Bierski v. Poland 46342/19 (2023) 77 E.H.R.R. 15 (Bierski)
In Bierski, a father applied to the ECtHR claiming access to his adult son who had Down syndrome. The son’s mother was his appointed guardian and was refusing the father contact, and the Polish court had refused to intervene. At [39]-[40], the ECtHR reiterated that the existence of family life was “essentially a question of fact depending upon the existence of close personal ties” and “the principle that relationships between parents and adult children do not fall within the protective scope of Article 8 unless “additional factors of dependence, other than normal emotional ties, are shown to exist””.
At [47] in Bierski, the ECtHR reasoned that the father had a father-son relationship with the son and had had regular contact with him before the guardianship order. The son was part of the father’s core family even after he reached 18. The son was fully incapacitated and did not communicate with those not known to him. The ECtHR found that “additional factors of dependence”, and therefore family life, existed between father and son, as the applicant was one of the close persons who could communicate with him.
Kumari
In Kumari, family life was claimed for an elderly widowed mother in India (without other local family there) and her eldest adult son resident in the Netherlands, so that the mother could live with that son in the Netherlands. The mother and son made regular visits to each other in both countries. It was argued that her presence was necessary in the Netherlands for the son’s mental recovery in coping with the death of a prematurely born daughter.

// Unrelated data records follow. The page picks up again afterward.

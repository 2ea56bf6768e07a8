use leptos::prelude::*;
use leptos_router::components::A;

#[component]
pub fn NotFoundPage() -> impl IntoView {
    view! {
        <section class="not-found-page">
            <h1>"Page not found"</h1>
            <A href="/">"Back to home"</A>
        </section>
    }
}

The ECtHR set out the general principles of law that were to be applied at [34]-[43] as follows. The lengthy citation is necessary to reinforce the fact that the ECtHR was indeed attempting to summarise a long line of consistent decisions:
As regards the question of the existence or non-existence of “family life”, the Court has held that this is essentially a question of fact depending upon the existence of close personal ties. The notion of “family” in Article 8 may also encompass de facto “family ties” …

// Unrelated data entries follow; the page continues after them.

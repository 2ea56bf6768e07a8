//! Password recovery request. The API answers with the same acknowledgement
//! whether or not the address is registered.

use leptos::prelude::*;
use leptos_router::components::A;

use super::login::looks_like_email;
use crate::state::submit::InFlight;

#[component]
pub fn ForgotPasswordPage() -> impl IntoView {
    let email = RwSignal::new(String::new());
    let message = RwSignal::new(None::<(bool, String)>);
    let busy = RwSignal::new(false);

    let on_submit = move |ev: leptos::ev::SubmitEvent| {
        ev.prevent_default();
        let email_value = email.get().trim().to_owned();
        if !looks_like_email(&email_value) {
            message.set(Some((false, "Enter a valid email address.".to_owned())));
            return;
        }
        let Some(guard) = InFlight::begin(busy) else {
            return;
        };
        message.set(None);
        leptos::task::spawn_local(async move {
            let _guard = guard;
            let outcome = match crate::net::auth::forgot_password(&email_value).await {
                Ok(ack) if !ack.is_empty() => (true, ack),
                Ok(_) => (true, "If an account exists for that email, a reset link is on its way.".to_owned()),
                Err(e) => (false, e.message()),
            };
            let _ = message.try_set(Some(outcome));
        });
    };

    view! {
        <div class="auth-page">
            <form class="auth-form" on:submit=on_submit>
                <h1>"Reset your password"</h1>
                <input
                    type="email"
                    placeholder="you@example.com"
                    prop:value=move || email.get()
                    on:input=move |ev| email.set(event_target_value(&ev))
                />
                <button class="btn btn--primary" type="submit" disabled=move || busy.get()>
                    "Send reset link"
                </button>
                {move || {
                    message
                        .get()
                        .map(|(ok, text)| view! { <p class:form-info=ok class:form-error=!ok>{text}</p> })
                }}
                <p class="auth-form__links">
                    <A href="/login">"Back to login"</A>
                </p>
            </form>
        </div>
    }
}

The Court has held that family life for the purpose of Article 8 of the Convention is normally limited to the core family (see Slivenko v. Latvia [GC], no. 48321/99, §§ 94 and 97, ECHR 2003-X) and that there will be no family life between parents and adult children or adult siblings unless they can demonstrate “additional elements of dependence, involving more than the normal emotional ties” …

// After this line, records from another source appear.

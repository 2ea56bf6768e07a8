use super::*;
use std::sync::atomic::AtomicUsize;

fn counter() -> (Arc<AtomicUsize>, impl Fn() + Send + Sync + 'static) {
    let hits = Arc::new(AtomicUsize::new(0));
    let hits_cb = hits.clone();
    (hits, move || {
        hits_cb.fetch_add(1, Ordering::SeqCst);
    })
}

#[test]
fn subscriber_receives_exactly_one_signal_per_notify() {
    let channel = AuthChannel::new();
    let (hits, cb) = counter();
    let _sub = channel.subscribe(cb);
    channel.notify();
    assert_eq!(hits.load(Ordering::SeqCst), 1);
    channel.notify();
    assert_eq!(hits.load(Ordering::SeqCst), 2);
}

#[test]
fn every_subscriber_receives_every_signal() {
    let channel = AuthChannel::new();
    let (header_hits, header_cb) = counter();
    let (guard_hits, guard_cb) = counter();
    let _header = channel.subscribe(header_cb);
    let _guard = channel.subscribe(guard_cb);
    channel.notify();
    assert_eq!(header_hits.load(Ordering::SeqCst), 1);
    assert_eq!(guard_hits.load(Ordering::SeqCst), 1);
}

#[test]
fn late_subscriber_gets_nothing_retroactively() {
    let channel = AuthChannel::new();
    channel.notify();
    let (hits, cb) = counter();
    let _sub = channel.subscribe(cb);
    assert_eq!(hits.load(Ordering::SeqCst), 0);
}

#[test]
fn dropping_subscription_unsubscribes() {
    let channel = AuthChannel::new();
    let (hits, cb) = counter();
    let sub = channel.subscribe(cb);
    assert_eq!(channel.subscriber_count(), 1);
    drop(sub);
    assert_eq!(channel.subscriber_count(), 0);
    channel.notify();
    assert_eq!(hits.load(Ordering::SeqCst), 0);
}

#[test]
fn clones_share_one_registry() {
    let channel = AuthChannel::new();
    let other = channel.clone();
    let (hits, cb) = counter();
    let _sub = channel.subscribe(cb);
    other.notify();
    assert_eq!(hits.load(Ordering::SeqCst), 1);
}

#[test]
fn subscription_outliving_channel_drops_cleanly() {
    let channel = AuthChannel::new();
    let (_, cb) = counter();
    let sub = channel.subscribe(cb);
    drop(channel);
    drop(sub);
}

#[test]
fn listener_can_subscribe_during_dispatch_without_deadlock() {
    let channel = AuthChannel::new();
    let (late_hits, late_cb) = counter();
    let late_cb = Arc::new(late_cb);
    let spawned: Arc<Mutex<Vec<Subscription>>> = Arc::new(Mutex::new(Vec::new()));

    let channel_inner = channel.clone();
    let spawned_inner = spawned.clone();
    let _sub = channel.subscribe(move || {
        let cb = late_cb.clone();
        let sub = channel_inner.subscribe(move || cb());
        spawned_inner.lock().unwrap().push(sub);
    });

    channel.notify();
    assert_eq!(late_hits.load(Ordering::SeqCst), 0);
    channel.notify();
    assert_eq!(late_hits.load(Ordering::SeqCst), 1);
}

#[test]
fn listener_removed_mid_dispatch_is_skipped() {
    let channel = AuthChannel::new();
    let (victim_hits, victim_cb) = counter();
    let victim: Arc<Mutex<Option<Subscription>>> = Arc::new(Mutex::new(None));

    let victim_slot = victim.clone();
    let _killer = channel.subscribe(move || {
        victim_slot.lock().unwrap().take();
    });
    *victim.lock().unwrap() = Some(channel.subscribe(victim_cb));

    channel.notify();
    assert_eq!(victim_hits.load(Ordering::SeqCst), 0);
    assert_eq!(channel.subscriber_count(), 1);
}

This interpretation originates from the context of family reunification (see [S v. UK]) and has been followed in other contexts. In the context of the expulsion of settled migrants, the Court has made an exception for young adults who are still living with their parents and have not yet started a family of their own … In that particular situation, “dependency” is assumed (see Maslov v. Austria [GC], no. 1638/03, § 62, ECHR 2008, and [Savran at [174]]).
It follows from the Court’s case-law that the question whether “additional elements of dependency” exist is to be decided on a case-by-case basis. The finding of the existence of “family life” based on “additional elements of dependency other than normal, emotional ties” will often be the result of a combination of elements. Several case-law examples are provided below by way of further clarification.
In cases where adults had a physical or mental disability or illness of sufficient seriousness and were in need of constant care and support from other family members, the Court has accepted such dependency (see, for instance, [Emonet v. Switzerland 39051/03, 13 December 2017 at [37]], in which an adult child became paraplegic after a serious illness; [Bierski at [47]], in which an adult child suffered from Down syndrome and was fully incapacitated …].
Conversely, in cases concerning the following medical conditions the Court refused to accept that the state of health of the applicants or their relatives was serious enough or, even if sufficiently serious, was sufficient in itself to warrant a finding of the existence of dependency and thus of “family life” within the meaning of Article 8 of the Convention: diabetes, an (undefined) heart condition and chronic obstructive pulmonary disease, and ulcerative colitis requiring treatment, none of which conditions were entirely incapacitating (see [A W Khan]); asthma (see Konstatinov v. the Netherlands, no. 16351/03, 26 April 2007); and paranoid schizophrenia which, while very serious, did not incapacitate the applicant to the extent that he was compelled to rely on his family’s care and support in his daily life (see [Savran]).
Financial dependency also played a role in the Court’s analysis of “additional elements of dependency” …
Depending on the circumstances of the case, the Court has found that financial support could be provided from a distance (see, for instance, Berisha v. Switzerland, no. 948/12, § 60, 30 July 2013, and Senchishak, cited above, § 57). … Financial dependency on its own has never been considered sufficient to constitute additional ties of dependency, and accordingly family life between adult family members.
Other elements that played a role in the Court’s analysis of “additional elements of dependency” in a migration context include, for example, the fact that the person with whom ties were claimed was the only surviving relation …, or the fact that substantial links with the country of origin continued to exist … The presence of family members who can provide care – or other viable alternatives – in the country of origin or where the person requiring care and support lives, may also be such an element …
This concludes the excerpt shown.